Religion in Victorian Britain: Traditions
Title | Religion in Victorian Britain: Traditions PDF eBook |
Author | Gerald Parsons |
Publisher | Manchester University Press |
Pages | 340 |
Release | 1988 |
Genre | History |
ISBN | 9780719025112 |
This book is about science in theatre and performance. It explores how theatre and performance engage with emerging scientific themes from artificial intelligence to genetics and climate change.The book covers a wide range of performance forms from Broadway musicals to educational theatre, from Somali drama to grime videos.
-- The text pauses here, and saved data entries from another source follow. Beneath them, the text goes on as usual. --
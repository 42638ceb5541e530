//! Manifest document and path types

use std::path::{Path, PathBuf};

use chrono::{DateTime, SecondsFormat, Utc};
use serde::{Deserialize, Deserializer, Serialize, Serializer};

use crate::app::hash::IdHash;
use crate::app::models::{parse_timestamp, Item, Tag};
use crate::constants::store::MANIFEST_FILE_NAME;
use crate::errors::{ManifestError, ManifestResult};

use super::slug::directory_name;

/// On-disk manifest body; field order is the serialized order
#[derive(Debug, Clone, PartialEq, Eq, Serialize, Deserialize)]
pub struct ManifestDocument {
    pub id: u64,
    #[serde(with = "timestamp")]
    pub created: DateTime<Utc>,
    #[serde(with = "timestamp")]
    pub updated: DateTime<Utc>,
    pub name: String,
    pub description: String,
    pub tags: Vec<Tag>,
}

impl From<&Item> for ManifestDocument {
    fn from(item: &Item) -> Self {
        Self {
            id: item.id,
            created: item.created,
            updated: item.updated,
            name: item.name.clone(),
            description: item.description.clone(),
            tags: item.tags(),
        }
    }
}

impl ManifestDocument {
    /// Render the manifest as YAML
    pub fn to_yaml(&self) -> ManifestResult<String> {
        serde_yaml::to_string(self).map_err(|source| ManifestError::Serialize {
            id: self.id,
            source,
        })
    }
}

/// Timestamps are written as RFC 3339 UTC with millisecond precision
mod timestamp {
    use super::*;

    pub fn serialize<S: Serializer>(value: &DateTime<Utc>, serializer: S) -> Result<S::Ok, S::Error> {
        serializer.serialize_str(&value.to_rfc3339_opts(SecondsFormat::Millis, true))
    }

    pub fn deserialize<'de, D: Deserializer<'de>>(deserializer: D) -> Result<DateTime<Utc>, D::Error> {
        let raw = String::deserialize(deserializer)?;
        parse_timestamp(&raw)
            .ok_or_else(|| serde::de::Error::custom(format!("invalid timestamp: {}", raw)))
    }
}

/// Location of a manifest relative to the manifest root:
/// `<shard>/<slug>_<hash>/manifest.yaml`
#[derive(Debug, Clone, PartialEq, Eq, Hash)]
pub struct ManifestPath {
    shard: String,
    directory: String,
}

impl ManifestPath {
    /// Derive the path from an item's name and identifier
    ///
    /// Pure in `(name, id)`: the same pair always yields the same path.
    pub fn new(name: &str, id: u64) -> Self {
        let directory = directory_name(name, &IdHash::of(id));
        // directory is never empty: it ends in the 8-character hash
        let shard = directory.chars().take(1).collect();
        Self { shard, directory }
    }

    /// Path for an item
    pub fn for_item(item: &Item) -> Self {
        Self::new(&item.name, item.id)
    }

    /// One-letter shard directory
    pub fn shard(&self) -> &str {
        &self.shard
    }

    /// Item directory name (`<slug>_<hash>`)
    pub fn directory(&self) -> &str {
        &self.directory
    }

    /// Item directory under `root`
    pub fn dir_under(&self, root: &Path) -> PathBuf {
        root.join(&self.shard).join(&self.directory)
    }

    /// Manifest file under `root`
    pub fn file_under(&self, root: &Path) -> PathBuf {
        self.dir_under(root).join(MANIFEST_FILE_NAME)
    }
}

impl std::fmt::Display for ManifestPath {
    fn fmt(&self, f: &mut std::fmt::Formatter<'_>) -> std::fmt::Result {
        write!(f, "{}/{}/{}", self.shard, self.directory, MANIFEST_FILE_NAME)
    }
}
It features work by pioneering companies including Gob Squad, Headlong Theatre and Theatre of Debate as well as offering fresh analysis of global blockbusters such as Wicked and Urinetown. The book offers detailed description and analysis of theatre and performance practices as well as broader commentary on the politics of theatre as public engagement with science. Science in performance is essential reading for researchers, students and practitioners working between science and the arts within fields such as theatre and performance studies, science communication, interdisciplinary arts and health humanities.
Evangelical Gothic
Title | Evangelical Gothic PDF eBook |
Author | Christopher Herbert |
Publisher | University of Virginia Press |
Pages | 377 |
Release | 2019-11-22 |
Genre | Literary Criticism |
ISBN | 0813943418 |
Evangelical Gothic explores the bitter antagonism that prevailed between two defining institutions of nineteenth-century Britain: Evangelicalism and the popular novel. Christopher Herbert begins by retrieving from near oblivion a rich anti-Evangelical polemical literature in which the great religious revival, often lauded in later scholarship as a "moral revolution," is depicted as an evil conspiracy centered on the attempted dismantling of the humanitarian moral culture of the nation. Examining foundational Evangelical writings by John Wesley and William Wilberforce alongside novels by Charles Dickens, George Eliot, Bram Stoker, and others, Herbert contends that the realistic popular novel of the time was constitutionally alien to Evangelical ideology and even, to some extent, took its opposition to that ideology as its core function. This provocative argument illuminates the frequent linkage of Evangelicalism in nineteenth-century fiction with the characteristic imagery of the Gothic–with black magic, with themes of demonic visitation and vampirism, and with a distinctive mood of hysteria and panic.